### Problem details
Which of the lines in the data below contain the string "root"? Copy each of them.

##### Records for this exercise #####

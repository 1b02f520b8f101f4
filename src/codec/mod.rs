pub mod decoder;
pub mod encoder;
pub mod wire;

use std::collections::HashMap;

use crate::error::BuildError;
use crate::registry;
use crate::schema::{FieldType, NodeKind, Schema};

/// Errors surfaced while preparing a schema for traversal.
pub(crate) enum PlanError {
    Build(BuildError),
    UnknownAlias(String),
}

/// Collect every alias a schema transitively references, fetching each from
/// the registry exactly once. Requesting an already-collected alias is a
/// no-op, which is what lets mutually recursive schemas terminate. Also
/// surfaces deferred builder errors from the root, inline schemas and
/// referenced aliases.
pub(crate) fn plan(root: &Schema) -> Result<HashMap<String, Schema>, PlanError> {
    let mut resolved: HashMap<String, Schema> = HashMap::new();
    let mut pending: Vec<String> = Vec::new();
    scan(root, &mut pending)?;
    while let Some(name) = pending.pop() {
        if resolved.contains_key(&name) {
            continue;
        }
        let schema =
            registry::get(&name).ok_or_else(|| PlanError::UnknownAlias(name.clone()))?;
        scan(&schema, &mut pending)?;
        resolved.insert(name, schema);
    }
    Ok(resolved)
}

fn scan(schema: &Schema, pending: &mut Vec<String>) -> Result<(), PlanError> {
    if let Some(e) = &schema.err {
        return Err(PlanError::Build(e.clone()));
    }
    for node in &schema.nodes {
        match &node.kind {
            NodeKind::Array(ft) | NodeKind::Nest(ft) | NodeKind::Pointer(ft) => {
                scan_type(ft, pending)?;
            }
            NodeKind::Choice { cases, default } => {
                for ft in cases.values() {
                    scan_type(ft, pending)?;
                }
                if let Some(ft) = default {
                    scan_type(ft, pending)?;
                }
            }
            _ => {}
        }
    }
    Ok(())
}

fn scan_type(ft: &FieldType, pending: &mut Vec<String>) -> Result<(), PlanError> {
    match ft {
        FieldType::Prim(_) => Ok(()),
        FieldType::Alias(name) => {
            pending.push(name.clone());
            Ok(())
        }
        FieldType::Inline(s) => scan(s, pending),
    }
}

/// Dotted field name for error payloads.
pub(crate) fn qualify(path: &[String], name: &str) -> String {
    if path.is_empty() {
        name.to_string()
    } else if name.is_empty() {
        path.join(".")
    } else {
        format!("{}.{}", path.join("."), name)
    }
}

pub(crate) fn bit_width(node: &crate::schema::Node) -> u32 {
    match node.kind {
        NodeKind::Bit(w) => w,
        _ => 0,
    }
}

/// Smallest supported packed width (8, 16, 24 or 32 bits) holding a run.
pub(crate) fn round_up_bits(total: u32) -> u32 {
    match total {
        0..=8 => 8,
        9..=16 => 16,
        17..=24 => 24,
        _ => 32,
    }
}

#####

### Task response
/// surfaces deferred builder errors from the root, inline schemas and
pub(crate) fn plan(root: &Schema) -> Result<HashMap<String, Schema>, PlanError> {
    scan(root, &mut pending)?;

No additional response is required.